Bankman‑Fried was convicted on seven felony counts in 2023 and later sentenced to 25 years in prison. He stepped down as FTX CEO in November 2022 after the exchange’s collapse and was charged in the U.S. with misusing customer funds. His legal team has filed appeals of both the conviction and the sentence; as of Thursday the U.S. Court of Appeals for the Second Circuit had not issued a decision.
Several former FTX and Alameda executives have cooperated with prosecutors. Caroline Ellison, the former Alameda Research CEO who testified against Bankman‑Fried as part of a plea agreement, was released in January after 440 days in custody. Ryan Salame, a former co‑CEO of FTX Digital Markets, was sentenced to more than seven years and remains incarcerated.

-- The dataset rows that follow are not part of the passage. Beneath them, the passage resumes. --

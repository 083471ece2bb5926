//! Command-line argument dispatch.
//!
//! This module maps validated CLI matches to the action to run, resolving
//! connection settings and validating the alias up front.

use crate::cli::{
    actions::{resolve, Action},
    commands::{
        ARG_ALIAS, ARG_BASE_URL, ARG_REDIRECT_DELAY, ARG_SESSION_COOKIE, ARG_TIMEOUT, CMD_LOGOUT,
        CMD_RESOLVE, CMD_SESSION,
    },
    globals::GlobalArgs,
};
use crate::link::Alias;
use anyhow::{anyhow, Context, Result};
use secrecy::SecretString;
use std::time::Duration;

/// Map validated CLI matches to an action.
///
/// # Errors
/// Returns an error if required arguments are missing or the alias is invalid.
pub fn handler(matches: &clap::ArgMatches) -> Result<Action> {
    let globals = globals(matches)?;

    match matches.subcommand() {
        Some((CMD_RESOLVE, sub)) => {
            let raw = sub
                .get_one::<String>(ARG_ALIAS)
                .context("missing required argument: <ALIAS>")?;
            let alias = Alias::parse(raw)?;
            Ok(Action::Resolve(resolve::Args { globals, alias }))
        }
        Some((CMD_SESSION, _)) => Ok(Action::Session(globals)),
        Some((CMD_LOGOUT, _)) => Ok(Action::Logout(globals)),
        Some((other, _)) => Err(anyhow!("unknown subcommand: {other}")),
        None => Err(anyhow!("missing subcommand")),
    }
}

fn globals(matches: &clap::ArgMatches) -> Result<GlobalArgs> {
    let base_url = matches
        .get_one::<String>(ARG_BASE_URL)
        .cloned()
        .context("missing required argument: --base-url")?;

    let mut globals = GlobalArgs::new(base_url);
    if let Some(ms) = matches.get_one::<u64>(ARG_REDIRECT_DELAY) {
        globals.redirect_delay = Duration::from_millis(*ms);
    }
    if let Some(secs) = matches.get_one::<u64>(ARG_TIMEOUT) {
        globals.timeout = Duration::from_secs(*secs);
    }
    if let Some(cookie) = matches
        .get_one::<String>(ARG_SESSION_COOKIE)
        .filter(|value| !value.trim().is_empty())
    {
        globals.set_session_cookie(SecretString::from(cookie.trim().to_string()));
    }

    Ok(globals)
}

#[cfg(test)]
mod tests {
    use super::*;
    use crate::cli::commands;

    fn dispatch(args: &[&str]) -> Result<Action> {
        temp_env::with_vars(
            [
                ("LINKR_BASE_URL", None::<&str>),
                ("LINKR_SESSION_COOKIE", None),
                ("LINKR_REDIRECT_DELAY_MS", None),
                ("LINKR_TIMEOUT", None),
            ],
            || handler(&commands::new().get_matches_from(args.iter().copied())),
        )
    }

    #[test]
    fn resolve_action_carries_alias_and_delay() {
        let action = dispatch(&[
            "linkr",
            "--base-url",
            "https://lnk.example",
            "--redirect-delay-ms",
            "200",
            "resolve",
            " abc ",
        ])
        .unwrap();

        match action {
            Action::Resolve(args) => {
                assert_eq!(args.alias.as_str(), "abc");
                assert_eq!(args.globals.redirect_delay, Duration::from_millis(200));
                assert_eq!(args.globals.timeout, Duration::from_secs(10));
            }
            other => panic!("unexpected action {other:?}"),
        }
    }

    #[test]
    fn blank_alias_is_rejected() {
        let result = dispatch(&["linkr", "--base-url", "https://lnk.example", "resolve", "  "]);
        assert!(result.is_err());
    }

    #[test]
    fn session_commands_pick_up_cookie() {
        let action = dispatch(&[
            "linkr",
            "--base-url",
            "https://lnk.example",
            "logout",
            "--session-cookie",
            "session=abc",
        ])
        .unwrap();

        match action {
            Action::Logout(globals) => assert!(globals.session_cookie.is_some()),
            other => panic!("unexpected action {other:?}"),
        }
    }
}
//! User-facing copy for the alias landing page. The terminal presenter and the
//! Leptos page render the same strings.

#[derive(Clone, Copy, Debug, PartialEq, Eq)]
pub enum NoticeKind {
    Success,
    Error,
}

/// Alert banner content.
#[derive(Clone, Debug, PartialEq, Eq)]
pub struct Notice {
    pub kind: NoticeKind,
    pub title: String,
    pub message: String,
}

/// Static page section: heading, lead sentence, and a follow-up hint.
#[derive(Clone, Copy, Debug, PartialEq, Eq)]
pub struct Panel {
    pub heading: &'static str,
    pub lead: &'static str,
    pub hint: &'static str,
}

pub const LINK_NOT_FOUND: Panel = Panel {
    heading: "LINK NOT FOUND",
    lead: "The requested link does not exist.",
    hint: "Try to create a new link.",
};

pub const PASSWORD_PROTECTED: Panel = Panel {
    heading: "PASSWORD PROTECTED LINK",
    lead: "This link is password protected.",
    hint: "Enter the link password below to continue.",
};

pub const CREATE_LINK_LABEL: &str = "create a new link";

#[must_use]
pub fn redirect_notice(destination: &str) -> Notice {
    Notice {
        kind: NoticeKind::Success,
        title: "Success!".to_string(),
        message: format!("Redirecting you to {destination}..."),
    }
}

#[must_use]
pub fn rejected_password_notice() -> Notice {
    Notice {
        kind: NoticeKind::Error,
        title: "The submitted password was not correct.".to_string(),
        message: "Please try again.".to_string(),
    }
}
//! Session status for the footer. The status is fetched through an injected
//! [`SessionApi`] and refreshed explicitly after logout; nothing here reads
//! ambient global state. Only non-sensitive metadata (the username) is kept.

use crate::{config::Endpoints, error::AppError};
use serde::{Deserialize, Serialize};
use std::future::Future;
use tracing::debug;

#[derive(Clone, Debug, Default, Serialize, Deserialize, PartialEq, Eq)]
pub struct SessionStatus {
    #[serde(default, alias = "isLoggedIn")]
    pub is_logged_in: bool,
    #[serde(default)]
    pub username: Option<String>,
}

/// Transport for the authentication endpoints.
pub trait SessionApi {
    fn status(&self) -> impl Future<Output = Result<SessionStatus, AppError>>;

    /// Invalidates the current session on the server.
    fn logout(&self) -> impl Future<Output = Result<(), AppError>>;
}

/// Fetches the status, treating failures as logged out.
pub async fn refresh<S: SessionApi>(api: &S) -> SessionStatus {
    match api.status().await {
        Ok(status) => status,
        Err(err) => {
            debug!(error = %err, "session status unavailable");
            SessionStatus::default()
        }
    }
}

/// Logs out, then refreshes the status so callers render the new state.
///
/// # Errors
/// Returns the logout error; the status is not refreshed in that case.
pub async fn logout_and_refresh<S: SessionApi>(api: &S) -> Result<SessionStatus, AppError> {
    api.logout().await?;
    Ok(refresh(api).await)
}

#[derive(Clone, Copy, Debug, PartialEq, Eq)]
pub enum FooterAction {
    Account,
    Logout,
}

impl FooterAction {
    #[must_use]
    pub const fn label(self) -> &'static str {
        match self {
            Self::Account => "ACCOUNT",
            Self::Logout => "LOGOUT",
        }
    }

    /// Page to navigate to, if the action navigates.
    #[must_use]
    pub fn target(self, endpoints: &Endpoints) -> Option<&str> {
        match self {
            Self::Account => Some(endpoints.account.as_str()),
            Self::Logout => None,
        }
    }
}

/// What the footer renders for a logged-in user.
#[derive(Clone, Debug, PartialEq, Eq)]
pub struct FooterModel {
    pub caption: &'static str,
    pub username: String,
    pub actions: [FooterAction; 2],
}

impl FooterModel {
    /// Returns `None` when there is no username to show.
    #[must_use]
    pub fn from_status(status: &SessionStatus) -> Option<Self> {
        let username = status
            .username
            .as_deref()
            .map(str::trim)
            .filter(|name| !name.is_empty())?;

        Some(Self {
            caption: "LOGGED IN AS",
            username: username.to_uppercase(),
            actions: [FooterAction::Account, FooterAction::Logout],
        })
    }
}
//! Error taxonomy shared by the transport helpers, the lookup boundary and both
//! front ends. Messages are user-facing and must never carry passwords.

use thiserror::Error;

#[derive(Clone, Debug, Error, PartialEq, Eq)]
pub enum AppError {
    #[error("Config error: {0}")]
    Config(String),
    #[error("Invalid alias: {0}")]
    InvalidAlias(String),
    #[error("Network error: {0}")]
    Network(String),
    #[error("Timeout: {0}")]
    Timeout(String),
    #[error("Request failed ({status}): {message}")]
    Http { status: u16, message: String },
    #[error("Response error: {0}")]
    Parse(String),
    #[error("Request error: {0}")]
    Serialization(String),
}

impl AppError {
    /// True for failures where no authoritative answer reached the client.
    #[must_use]
    pub const fn is_transport(&self) -> bool {
        matches!(
            self,
            Self::Network(_) | Self::Timeout(_) | Self::Http { .. } | Self::Parse(_)
        )
    }
}
use leptos::prelude::*;

/// Thin indeterminate bar pinned to the top of the page while a lookup runs.
#[component]
pub fn Spinner() -> impl IntoView {
    view! {
        <div
            class="fixed inset-x-0 top-0 h-1 animate-pulse bg-blue-600"
            role="status"
            aria-live="polite"
            aria-label="Loading"
        ></div>
    }
}
use crate::error::AppError;
use std::fmt;

/// Validated short identifier taken from the request path.
#[derive(Clone, Debug, PartialEq, Eq, Hash)]
pub struct Alias(String);

impl Alias {
    /// Trims the raw value and rejects empty aliases.
    ///
    /// # Errors
    /// Returns `AppError::InvalidAlias` when nothing remains after trimming.
    pub fn parse(raw: &str) -> Result<Self, AppError> {
        let trimmed = raw.trim().trim_matches('/');
        if trimmed.is_empty() {
            return Err(AppError::InvalidAlias("alias must not be empty".to_string()));
        }
        Ok(Self(trimmed.to_string()))
    }

    #[must_use]
    pub fn as_str(&self) -> &str {
        &self.0
    }
}

impl fmt::Display for Alias {
    fn fmt(&self, formatter: &mut fmt::Formatter<'_>) -> fmt::Result {
        formatter.write_str(&self.0)
    }
}

impl AsRef<str> for Alias {
    fn as_ref(&self) -> &str {
        &self.0
    }
}
//! reqwest transport for the link and session endpoints, with the same timeout
//! and error-body policy as the browser transport.

use crate::{
    api::{build_url_with_base, looks_like_timeout, sanitize_body},
    config::{Endpoints, DEFAULT_TIMEOUT},
    error::AppError,
    link::{
        types::{IncrementHitsRequest, LinkDetailsRequest},
        LinkApi, LinkDetailsResponse,
    },
    session::{SessionApi, SessionStatus},
    APP_USER_AGENT,
};
use reqwest::{header::COOKIE, Client, RequestBuilder, Response};
use secrecy::{ExposeSecret, SecretString};
use serde::de::DeserializeOwned;
use std::{sync::Arc, time::Duration};
use tracing::debug;
use url::Url;

/// HTTP client for one Linkr deployment. Cheap to clone.
#[derive(Clone, Debug)]
pub struct HttpClient {
    client: Client,
    base_url: Url,
    endpoints: Arc<Endpoints>,
    session_cookie: Option<Arc<SecretString>>,
}

impl HttpClient {
    /// Builds a client for the given base URL.
    ///
    /// # Errors
    /// Returns `AppError::Config` for an invalid base URL or client setup failure.
    pub fn new(base_url: &str, timeout: Option<Duration>) -> Result<Self, AppError> {
        let base_url = Url::parse(base_url.trim())
            .map_err(|err| AppError::Config(format!("Invalid base URL {base_url}: {err}")))?;
        if !matches!(base_url.scheme(), "http" | "https") {
            return Err(AppError::Config(format!(
                "Unsupported base URL scheme: {}",
                base_url.scheme()
            )));
        }

        let client = Client::builder()
            .user_agent(APP_USER_AGENT)
            .timeout(timeout.unwrap_or(DEFAULT_TIMEOUT))
            .build()
            .map_err(|err| AppError::Config(format!("Failed to build HTTP client: {err}")))?;

        Ok(Self {
            client,
            base_url,
            endpoints: Arc::new(Endpoints::default()),
            session_cookie: None,
        })
    }

    #[must_use]
    pub fn with_endpoints(mut self, endpoints: Endpoints) -> Self {
        self.endpoints = Arc::new(endpoints);
        self
    }

    /// Sends the given `Cookie` header value on session requests.
    #[must_use]
    pub fn with_session_cookie(mut self, cookie: SecretString) -> Self {
        self.session_cookie = Some(Arc::new(cookie));
        self
    }

    #[must_use]
    pub fn endpoints(&self) -> &Endpoints {
        &self.endpoints
    }

    fn url(&self, path: &str) -> String {
        build_url_with_base(self.base_url.as_str(), path)
    }

    fn with_cookie(&self, builder: RequestBuilder) -> RequestBuilder {
        match &self.session_cookie {
            Some(cookie) => builder.header(COOKIE, cookie.expose_secret()),
            None => builder,
        }
    }
}

impl LinkApi for HttpClient {
    async fn link_details(
        &self,
        request: &LinkDetailsRequest,
    ) -> Result<LinkDetailsResponse, AppError> {
        let url = self.url(&self.endpoints.link_details);
        debug!(%url, "requesting link details");
        let response = self
            .client
            .post(&url)
            .json(request)
            .send()
            .await
            .map_err(map_request_error)?;

        handle_json_any_status(response).await
    }

    async fn increment_hits(&self, request: &IncrementHitsRequest) -> Result<(), AppError> {
        let url = self.url(&self.endpoints.increment_hits);
        let response = self
            .client
            .post(&url)
            .json(request)
            .send()
            .await
            .map_err(map_request_error)?;

        handle_empty_response(response).await
    }
}

impl SessionApi for HttpClient {
    async fn status(&self) -> Result<SessionStatus, AppError> {
        let url = self.url(&self.endpoints.auth_check);
        let response = self
            .with_cookie(self.client.get(&url))
            .send()
            .await
            .map_err(map_request_error)?;

        handle_json_response(response).await
    }

    async fn logout(&self) -> Result<(), AppError> {
        let url = self.url(&self.endpoints.auth_logout);
        let response = self
            .with_cookie(self.client.post(&url))
            .send()
            .await
            .map_err(map_request_error)?;

        handle_empty_response(response).await
    }
}

/// Maps reqwest errors into `AppError` variants with timeout detection.
fn map_request_error(err: reqwest::Error) -> AppError {
    let message = err.to_string();
    if err.is_timeout() || looks_like_timeout(&message) {
        AppError::Timeout("Request timed out. Please try again.".to_string())
    } else {
        AppError::Network(format!("Unable to reach the server: {message}"))
    }
}

/// Decodes the body whatever the status; the link endpoint reports failures
/// as JSON with non-2xx codes.
async fn handle_json_any_status<T: DeserializeOwned>(response: Response) -> Result<T, AppError> {
    let status = response.status();
    let body = response
        .text()
        .await
        .map_err(|err| AppError::Parse(format!("Failed to read response: {err}")))?;

    serde_json::from_str(&body).map_err(|err| {
        if status.is_success() {
            AppError::Parse(format!("Failed to decode response: {err}"))
        } else {
            AppError::Http {
                status: status.as_u16(),
                message: sanitize_body(&body),
            }
        }
    })
}

/// Parses JSON responses and surfaces HTTP errors with sanitized bodies.
async fn handle_json_response<T: DeserializeOwned>(response: Response) -> Result<T, AppError> {
    let status = response.status();
    if status.is_success() {
        response
            .json::<T>()
            .await
            .map_err(|err| AppError::Parse(format!("Failed to decode response: {err}")))
    } else {
        let body = response.text().await.unwrap_or_default();
        Err(AppError::Http {
            status: status.as_u16(),
            message: sanitize_body(&body),
        })
    }
}

/// Handles empty responses and returns sanitized HTTP errors when needed.
async fn handle_empty_response(response: Response) -> Result<(), AppError> {
    let status = response.status();
    if status.is_success() {
        Ok(())
    } else {
        let body = response.text().await.unwrap_or_default();
        Err(AppError::Http {
            status: status.as_u16(),
            message: sanitize_body(&body),
        })
    }
}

There has been ongoing public speculation about whether Bankman‑Fried might pursue a presidential pardon. After a quiet first year behind bars, he began posting messages supportive of President Donald Trump and disputing mainstream accounts of FTX’s collapse. In March 2025 he granted an interview to Tucker Carlson — a move that was reported to have prompted his transfer to a federal correctional institution — and has said he has closer ties with Republicans than Democrats. He has also posted on X alleging political bias in his prosecution, praised Trump for challenging such bias, and criticized Judge Kaplan for presiding over a 2023 civil defamation case involving the then‑presidential candidate.
The White House has repeatedly said Trump is not considering a pardon for Bankman‑Fried, including in a January interview with The New York Times and in later reporting by Fortune. Still, the Trump administration has granted pardons to other figures from the crypto space, including former Binance CEO Changpeng Zhao and Silk Road founder Ross Ulbricht.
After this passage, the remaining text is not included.